Trafic de permis frauduleux : Les condamnations vont jusqu’à deux ans de prison ferme

VERDICT Patrick Antonelli, ancien gérant d’auto-école, a été condamné à quatre ans dont deux avec sursis ainsi que 100.000 euros d’amende

20 Minutes avec AFP

— 

La justice (illustration).
La justice (illustration). — Pixabay

Les prévenus ne dormiront finalement pas pour le moment en prison, malgré les condamnations. Les instigateurs de la vaste escroquerie au permis de conduire dont avaient bénéficié des célébrités entre 2013 et 2015 ont été condamnés à des peines de trois et quatre ans de prison assorties de deux ans de sursis, mercredi par le tribunal correctionnel de Nanterre.

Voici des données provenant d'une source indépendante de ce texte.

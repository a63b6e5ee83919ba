//! Certificate extraction.

use std::sync::LazyLock;

use regex::Regex;

use crate::models::{CertificateEntry, FieldProvenanceEntry};

use super::dates::normalize_year_month;
use super::sections::{find_section, strip_bullet, SectionKind};

/// Month-bearing date on a certificate line: `03/2021` or `2021-03`.
/// Year-only dates are dropped rather than guessed.
static CERT_DATE: LazyLock<Regex> =
    LazyLock::new(|| Regex::new(r"\b(?:(\d{1,2})[./](\d{4})|(\d{4})-(\d{2}))\b").unwrap());

/// Extract ordered certificate entries from the certificates section.
/// Each non-empty line is one certificate: name, optionally an issuer
/// after a separator, optionally a month-precision date.
pub fn extract_certificates(text: &str) -> (Vec<CertificateEntry>, Vec<FieldProvenanceEntry>) {
    let mut entries = Vec::new();
    let mut provenance = Vec::new();

    let Some((body, _)) = find_section(text, SectionKind::Certificates) else {
        return (entries, provenance);
    };

    for raw_line in body.lines() {
        let mut line = strip_bullet(raw_line.trim()).to_string();
        if line.is_empty() {
            continue;
        }

        let date = line_date(&line).map(|(parsed, (start, end))| {
            let cleaned = format!("{} {}", &line[..start], &line[end..]);
            line = cleaned.trim().trim_matches([',', '(', ')', '-']).trim().to_string();
            parsed
        });

        let (name, issuer) = match line.split_once(", ").or_else(|| line.split_once(" - ")) {
            Some((name, issuer)) if !issuer.trim().is_empty() => {
                (name.trim().to_string(), Some(issuer.trim().to_string()))
            }
            _ => (line.trim().to_string(), None),
        };
        if name.is_empty() {
            continue;
        }

        provenance.push(FieldProvenanceEntry::new(
            &format!("certificates[{}].name", entries.len()),
            &name,
            None,
        ));
        entries.push(CertificateEntry { name, issuer, date });
    }

    (entries, provenance)
}

/// Month-precision date on a certificate line, as an owned normalized
/// value plus the byte span to cut out of the line.
fn line_date(line: &str) -> Option<(String, (usize, usize))> {
    let caps = CERT_DATE.captures(line)?;
    let parsed = if let (Some(month), Some(year)) = (caps.get(1), caps.get(2)) {
        normalize_year_month(year.as_str(), month.as_str())
    } else if let (Some(year), Some(month)) = (caps.get(3), caps.get(4)) {
        normalize_year_month(year.as_str(), month.as_str())
    } else {
        None
    }?;
    let whole = caps.get(0).unwrap();
    Some((parsed, (whole.start(), whole.end())))
}
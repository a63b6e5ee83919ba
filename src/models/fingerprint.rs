//! Content fingerprinting for cache addressing.

use sha2::{Digest, Sha256};

/// Compute the SHA-256 fingerprint of a byte buffer as 64 lowercase hex
/// characters.
///
/// Deterministic: identical bytes always produce the same fingerprint.
/// Empty input is valid and yields the digest of the empty string.
pub fn fingerprint(content: &[u8]) -> String {
    let mut hasher = Sha256::new();
    hasher.update(content);
    hex::encode(hasher.finalize())
}

#[cfg(test)]
mod tests {
    use super::*;

    #[test]
    fn test_fingerprint_deterministic() {
        let content = b"resume content";
        assert_eq!(fingerprint(content), fingerprint(content));
        assert_eq!(fingerprint(content).len(), 64);
    }

    #[test]
    fn test_fingerprint_differs_on_single_byte() {
        assert_ne!(fingerprint(b"resume content"), fingerprint(b"resume contenu"));
    }

    #[test]
    fn test_fingerprint_empty_input() {
        // SHA-256 of the empty string.
        assert_eq!(
            fingerprint(b""),
            "e3b0c44298fc1c149afbf4c8996fb92427ae41e4649b934ca495991b7852b855"
        );
    }

    #[test]
    fn test_fingerprint_lowercase_hex() {
        let fp = fingerprint(b"anything");
        assert!(fp.chars().all(|c| c.is_ascii_hexdigit() && !c.is_ascii_uppercase()));
    }
}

Pas d’exécution provisoire de la peine

Patrick Antonelli, ancien gérant d’auto-école, a été condamné à quatre ans dont deux avec sursis assortis d’un mandat de dépôt, ainsi que 100.000 euros d’amende. Le tribunal n’a pas demandé d’exécution provisoire, le prévenu n’est donc pas parti en prison à l’issue du jugement pour lequel il se réserve le droit de faire appel. Rabiah Benrais, ex-fonctionnaire de la préfecture des Hauts-de-Seine a-elle écopé de trois ans dont deux avec sursis et 40.000 euros d’amende.

Une décision « raisonnable »

Les deux complices ont été reconnus coupables d’avoir mis en place un trafic de permis de conduire d’octobre 2013 à janvier 2015 : l’enquête avait mis à jour la délivrance de 258 permis frauduleux, dont certains avaient bénéficié à des célébrités. Les noms du journaliste Ali Baddou et des footballeurs Jérémy Menez et Layvin Kurzawa avaient projeté cette affaire sur la scène médiatique.

David-Olivier Kaminski, avocat de Patrick Antonelli, s’est réjoui que le tribunal laisse son client libre à l’issue du procès. « Cette décision est somme toute assez raisonnable », a-t-il salué. « Reste à voir la possibilité d’un aménagement de peine », a-t-il ajouté, Patrick Antonelli ayant déjà effectué quatre mois de détention provisoire.

Interdiction d'exercer dans la fonction publique

A l’encontre de deux autres ex-fonctionnaires de la préfecture, soupçonnées d’avoir perpétué le système de fraude après le départ de Rabiah Benrais de la préfecture en avril 2014, le tribunal a prononcé des peines de 12 et 18 mois de prison avec sursis assortis de 10.000 et 15.000 euros d’amende. Les deux femmes ainsi que Rabiah Benrais, déjà suspendues, ont été définitivement interdites d’exercer dans la fonction publique.

Enfin, un homme désigné comme un intermédiaire pour la communauté asiatique, l’une des filières d’écoulement des permis frauduleux, a été condamné à 12 mois de prison avec sursis et 5.000 euros d’amende. Un autre homme, soupçonné d’avoir été l’entremetteur entre Patrick Antonelli et Rabiah Benrais a lui été relaxé.